### What you have to do
Type out the entries again, keeping every word unchanged.

*** Opening Entries supplied ***

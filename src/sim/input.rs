//! Keyboard input: key identifiers, actions, and the press/release handlers

use serde::{Deserialize, Serialize};

use super::state::GameState;

/// Physical keys the game listens to
#[derive(Debug, Clone, Copy, PartialEq, Eq, Hash, Serialize, Deserialize)]
pub enum Key {
    Left,
    Right,
    Up,
    Down,
    A,
    D,
    W,
    S,
    R,
    Q,
}

/// What a key does
#[derive(Debug, Clone, Copy, PartialEq, Eq, Hash)]
pub enum Action {
    MoveLeft,
    MoveRight,
    Jump,
    PlaceBox,
    Undo,
    Quit,
}

impl Key {
    /// Parse a key name. Accepts arrow names with or without an `Arrow`
    /// prefix and single letters, case-insensitively. Unknown names give `None`.
    pub fn from_name(name: &str) -> Option<Self> {
        let key = match name.trim().to_ascii_lowercase().as_str() {
            "left" | "arrowleft" => Key::Left,
            "right" | "arrowright" => Key::Right,
            "up" | "arrowup" => Key::Up,
            "down" | "arrowdown" => Key::Down,
            "a" => Key::A,
            "d" => Key::D,
            "w" => Key::W,
            "s" => Key::S,
            "r" => Key::R,
            "q" => Key::Q,
            _ => return None,
        };
        Some(key)
    }

    pub fn action(self) -> Action {
        match self {
            Key::Left | Key::A => Action::MoveLeft,
            Key::Right | Key::D => Action::MoveRight,
            Key::Up | Key::W => Action::Jump,
            Key::Down | Key::S => Action::PlaceBox,
            Key::R => Action::Undo,
            Key::Q => Action::Quit,
        }
    }
}

/// A discrete key transition
#[derive(Debug, Clone, Copy, PartialEq, Eq, Serialize, Deserialize)]
pub enum InputEvent {
    KeyDown(Key),
    KeyUp(Key),
}

/// Whether the frame loop should keep running
#[derive(Debug, Clone, Copy, PartialEq, Eq)]
pub enum Control {
    Continue,
    Quit,
}

/// Dispatch one input event
pub fn handle_event(state: &mut GameState, event: InputEvent) -> Control {
    match event {
        InputEvent::KeyDown(key) => key_press(state, key),
        InputEvent::KeyUp(key) => {
            key_release(state, key);
            Control::Continue
        }
    }
}

/// Handle a key press.
///
/// Movement, jump, box and undo keys do nothing once the game is won.
/// Quit always goes through.
pub fn key_press(state: &mut GameState, key: Key) -> Control {
    let action = key.action();

    if !state.game_won {
        let move_speed = state.settings().move_speed;
        match action {
            Action::MoveLeft => state.player_mut().velocity.x = -move_speed,
            Action::MoveRight => state.player_mut().velocity.x = move_speed,
            Action::Jump => {
                if state.can_jump() {
                    let jump_speed = state.settings().jump_speed;
                    state.player_mut().velocity.y = jump_speed;
                }
            }
            Action::PlaceBox => {
                let player = state.player();
                if player.velocity.y == 0.0 && player.bottom() < state.settings().screen_height {
                    let center = player.center;
                    state.place_box(center);
                }
            }
            Action::Undo => {
                state.undo_last();
            }
            Action::Quit => {}
        }
    }

    if action == Action::Quit {
        log::info!("Quit requested");
        return Control::Quit;
    }
    Control::Continue
}

/// Handle a key release. Releasing either horizontal key stops the player,
/// even if the opposite key is still held.
pub fn key_release(state: &mut GameState, key: Key) {
    if matches!(key.action(), Action::MoveLeft | Action::MoveRight) {
        state.player_mut().velocity.x = 0.0;
    }
}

*** Closing Entries supplied ***

### Written response
filename src/sim/input.rs
//! Keyboard input: key identifiers, actions, and the press/release handlers

use serde::{Deserialize, Serialize};

use super::state::GameState;

/// Physical keys the game listens to
#[derive(Debug, Clone, Copy, PartialEq, Eq, Hash, Serialize, Deserialize)]
pub enum Key {
    Left,
    Right,
    Up,
    Down,
    A,
    D,
    W,
    S,
    R,
    Q,
}

/// What a key does
#[derive(Debug, Clone, Copy, PartialEq, Eq, Hash)]
pub enum Action {
    MoveLeft,
    MoveRight,
    Jump,
    PlaceBox,
    Undo,
    Quit,
}

impl Key {
    /// Parse a key name. Accepts arrow names with or without an `Arrow`
    /// prefix and single letters, case-insensitively. Unknown names give `None`.
    pub fn from_name(name: &str) -> Option<Self> {
        let key = match name.trim().to_ascii_lowercase().as_str() {
            "left" | "arrowleft" => Key::Left,
            "right" | "arrowright" => Key::Right,
            "up" | "arrowup" => Key::Up,
            "down" | "arrowdown" => Key::Down,
            "a" => Key::A,
            "d" => Key::D,
            "w" => Key::W,
            "s" => Key::S,
            "r" => Key::R,
            "q" => Key::Q,
            _ => return None,
        };
        Some(key)
    }

    pub fn action(self) -> Action {
        match self {
            Key::Left | Key::A => Action::MoveLeft,
            Key::Right | Key::D => Action::MoveRight,
            Key::Up | Key::W => Action::Jump,
            Key::Down | Key::S => Action::PlaceBox,
            Key::R => Action::Undo,
            Key::Q => Action::Quit,
        }
    }
}

/// A discrete key transition
#[derive(Debug, Clone, Copy, PartialEq, Eq, Serialize, Deserialize)]
pub enum InputEvent {
    KeyDown(Key),
    KeyUp(Key),
}

/// Whether the frame loop should keep running
#[derive(Debug, Clone, Copy, PartialEq, Eq)]
pub enum Control {
    Continue,
    Quit,
}

/// Dispatch one input event
pub fn handle_event(state: &mut GameState, event: InputEvent) -> Control {
    match event {
        InputEvent::KeyDown(key) => key_press(state, key),
        InputEvent::KeyUp(key) => {
            key_release(state, key);
            Control::Continue
        }
    }
}

/// Handle a key press.
///
/// Movement, jump, box and undo keys do nothing once the game is won.
/// Quit always goes through.
pub fn key_press(state: &mut GameState, key: Key) -> Control {
    let action = key.action();

    if !state.game_won {
        let move_speed = state.settings().move_speed;
        match action {
            Action::MoveLeft => state.player_mut().velocity.x = -move_speed,
            Action::MoveRight => state.player_mut().velocity.x = move_speed,
            Action::Jump => {
                if state.can_jump() {
                    let jump_speed = state.settings().jump_speed;
                    state.player_mut().velocity.y = jump_speed;
                }
            }
            Action::PlaceBox => {
                let player = state.player();
                if player.velocity.y == 0.0 && player.bottom() < state.settings().screen_height {
                    let center = player.center;
                    state.place_box(center);
                }
            }
            Action::Undo => {
                state.undo_last();
            }
            Action::Quit => {}
        }
    }

    if action == Action::Quit {
        log::info!("Quit requested");
        return Control::Quit;
    }
    Control::Continue
}

/// Handle a key release. Releasing either horizontal key stops the player,
/// even if the opposite key is still held.
pub fn key_release(state: &mut GameState, key: Key) {
    if matches!(key.action(), Action::MoveLeft | Action::MoveRight) {
        state.player_mut().velocity.x = 0.0;
    }
}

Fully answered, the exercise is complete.